Vaccine manufacturers set their sights on nasal vaccines at least two decades ago, but so far product development has remained sluggish as scientists acknowledge that only a “thin partition” separates the nasal cavity from the brain.
According to Our World in Data, more than 12 billion doses of COVID-19 vaccine have been administered around the world, all via injection.

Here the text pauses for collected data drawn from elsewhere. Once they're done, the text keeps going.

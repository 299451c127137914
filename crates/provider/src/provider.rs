//! Provider implementation.
//!
//! Unified `Provider` enum with enum dispatch over the two transports.
//! `build_provider()` resolves the config against the [`Registry`] and
//! constructs the matching variant. It performs no I/O.

use crate::{Error, LocalHttp, ProviderConfig, ProviderKind, Registry, RemoteApi, Result};
use reqwest::Client;
use std::time::Duration;

/// Unified LLM provider enum.
#[derive(Clone, Debug)]
pub enum Provider {
    /// Hosted chat completions API.
    RemoteApi(RemoteApi),
    /// Local OpenAI-compatible HTTP server.
    LocalHttp(LocalHttp),
}

impl Provider {
    /// Send `prompt` as a single user message and return the trimmed reply.
    pub async fn run_prompt(&self, prompt: &str) -> Result<String> {
        match self {
            Self::RemoteApi(p) => p.run_prompt(prompt).await,
            Self::LocalHttp(p) => p.run_prompt(prompt).await,
        }
    }

    /// The transport kind of this provider.
    pub fn kind(&self) -> ProviderKind {
        match self {
            Self::RemoteApi(_) => ProviderKind::RemoteApi,
            Self::LocalHttp(_) => ProviderKind::LocalHttp,
        }
    }

    /// The endpoint requests are sent to.
    pub fn endpoint(&self) -> &str {
        match self {
            Self::RemoteApi(p) => p.http().endpoint(),
            Self::LocalHttp(p) => p.http().endpoint(),
        }
    }

    /// Override the per-request timeout.
    pub fn with_timeout(self, timeout: Duration) -> Self {
        match self {
            Self::RemoteApi(p) => Self::RemoteApi(p.with_timeout(timeout)),
            Self::LocalHttp(p) => Self::LocalHttp(p.with_timeout(timeout)),
        }
    }
}

/// Construct a `Provider` from config and a shared HTTP client.
///
/// Fails with [`Error::UnsupportedProvider`] if the name is not registered
/// or the configured kind disagrees with the registry, and surfaces the
/// variant constructor's [`Error::Configuration`] unchanged.
pub fn build_provider(
    config: &ProviderConfig,
    registry: &Registry,
    client: Client,
) -> Result<Provider> {
    let entry = registry.get(&config.name).ok_or_else(|| {
        let known = registry.names().collect::<Vec<_>>().join(", ");
        Error::unsupported(&config.name, format!("unknown provider (known: {known})"))
    })?;
    if entry.kind != config.kind {
        return Err(Error::unsupported(
            &config.name,
            format!(
                "configured as {} but only {} is implemented",
                config.kind.as_str(),
                entry.kind.as_str()
            ),
        ));
    }
    config.validate()?;

    let provider = match entry.kind {
        ProviderKind::RemoteApi => {
            Provider::RemoteApi(RemoteApi::new(client, config, entry.endpoint)?)
        }
        ProviderKind::LocalHttp => Provider::LocalHttp(LocalHttp::new(client, config)?),
    };
    Ok(provider)
}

Trying to soften up the American public for an endless parade of COVID-19 boosters and other vaccines, Dr. Anthony Fauci is now alleging the “job is not done” and the jabs “don’t protect overly well.”
Fauci made his “job is not done” statement at a recent White House gathering of scientists, doctors and federal health officials convened to brainstorm “next-generation” COVID-19 vaccines.
Nasal sprays “that people would shoot into their sinuses” are one of the options put forth as a potential game-changer, the theory being that they would offer “easy access to a key part of the immune system” and generate protection that one journalist colorfully described as both a “motion detector” and “alarm system.”
The nasal route offers advantages for manufacturers, too, including “convenience, cost, ease of administration and disposal” — and, at least hypothetically, increased odds children and adults with “extreme fear of medical procedures involving injections or hypodermic needles” will accept them.
Although nasal vaccines have been a glimmer in vaccine manufacturers’ eyes for at least two decades, product development has, for the most part, remained “sluggish,” with scientists citing safety issues and acknowledging that only a “thin partition” separates the nasal cavity from the brain.
Another factor blamed for the “slow progress” of nasal vaccines — and of potential mucosal vaccines involving oral, ocular, rectal or vaginal delivery — is the “scarcity of optimal delivery systems.”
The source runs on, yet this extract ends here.